AS YOU OPEN the first page of A Several Plot, and step into the whirligig of 16th century European society, with all its costumes and class structure, its hierarchies and ravaging illnesses, so may you be forgiven for feeling as though you’re no longer of the 21st century. This is the context of Eugenie Freed’s fictional biography of the first woman writing in English, Emilia Lanyer (1569-1645), a novel which brings an ancient era to pulsating relevant life.
It’s the tale of Emilia Bassano, a little girl – the younger daughter of a musician – from a working class English/Italian background who is earmarked because of her musical talent, to be a performer in the queen’s court. A tale of opportunity and punishment, betrayal and love, passion and exploitation unfolds, bringing a young William Shakespeare, in a complicated marriage, into the mix. Freed magicks together grammar, archaic objects and social values from the period, making this novel something of a master class in how spelling and expression has evolved. It’s the kind of work for which you may remember historical novelists Evelyn Anthony or Pierre La Mure for bringing so many historical figures to life. In certain respects, it even evokes Umberto Eco’s Name of the Rose, which casts itself in a 14th century monastery.

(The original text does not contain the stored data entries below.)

//! Stratified random sampling of the directory.
//!
//! The listing is split into US and non-US papers, each group is shuffled,
//! a quota is drawn from each, and the union is shuffled again so the posting
//! order mixes both groups.

use crate::models::PaperListing;
use rand::Rng;
use rand::seq::SliceRandom;
use tracing::info;

/// Per-group quotas for a sample of `n` papers with `usa_proportion` from the USA.
///
/// Both quotas round down, so they may sum to less than `n`.
pub fn quotas(n: usize, usa_proportion: f64) -> (usize, usize) {
    let usa = (n as f64 * usa_proportion).floor() as usize;
    let world = (n as f64 * (1.0 - usa_proportion)).floor() as usize;
    (usa, world)
}

/// Draw a stratified random sample from `papers`.
///
/// A group smaller than its quota contributes everything it has; the sample is
/// never padded from the other group.
pub fn sample_papers<R: Rng + ?Sized>(
    papers: Vec<PaperListing>,
    n: usize,
    usa_proportion: f64,
    rng: &mut R,
) -> Vec<PaperListing> {
    let total = papers.len();
    let (mut usa, mut world): (Vec<_>, Vec<_>) = papers.into_iter().partition(PaperListing::is_usa);
    info!(
        total,
        usa = usa.len(),
        world = world.len(),
        "Partitioned papers by origin"
    );

    let (usa_quota, world_quota) = quotas(n, usa_proportion);

    usa.shuffle(rng);
    usa.truncate(usa_quota);
    world.shuffle(rng);
    world.truncate(world_quota);

    let (usa_count, world_count) = (usa.len(), world.len());
    let mut sample = usa;
    sample.append(&mut world);
    sample.shuffle(rng);

    info!(
        sampled = sample.len(),
        usa = usa_count,
        world = world_count,
        "Sampled papers"
    );
    sample
}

Honed with a tender yet robust touch, Freed’s text luridly brings not only the growing Emilia to three dimensional life which is fraught with challenges and difficult choices, heartbreak and succour, but it also paints an evocative understanding of the plague and childbirth, of poverty and loss in a world dominated by royalty. It is here that we read of medical ignorance and arranged marriages and the kind of proto-feminism that may have served as a complicated and daring undercurrent to the turning of the society’s cogs.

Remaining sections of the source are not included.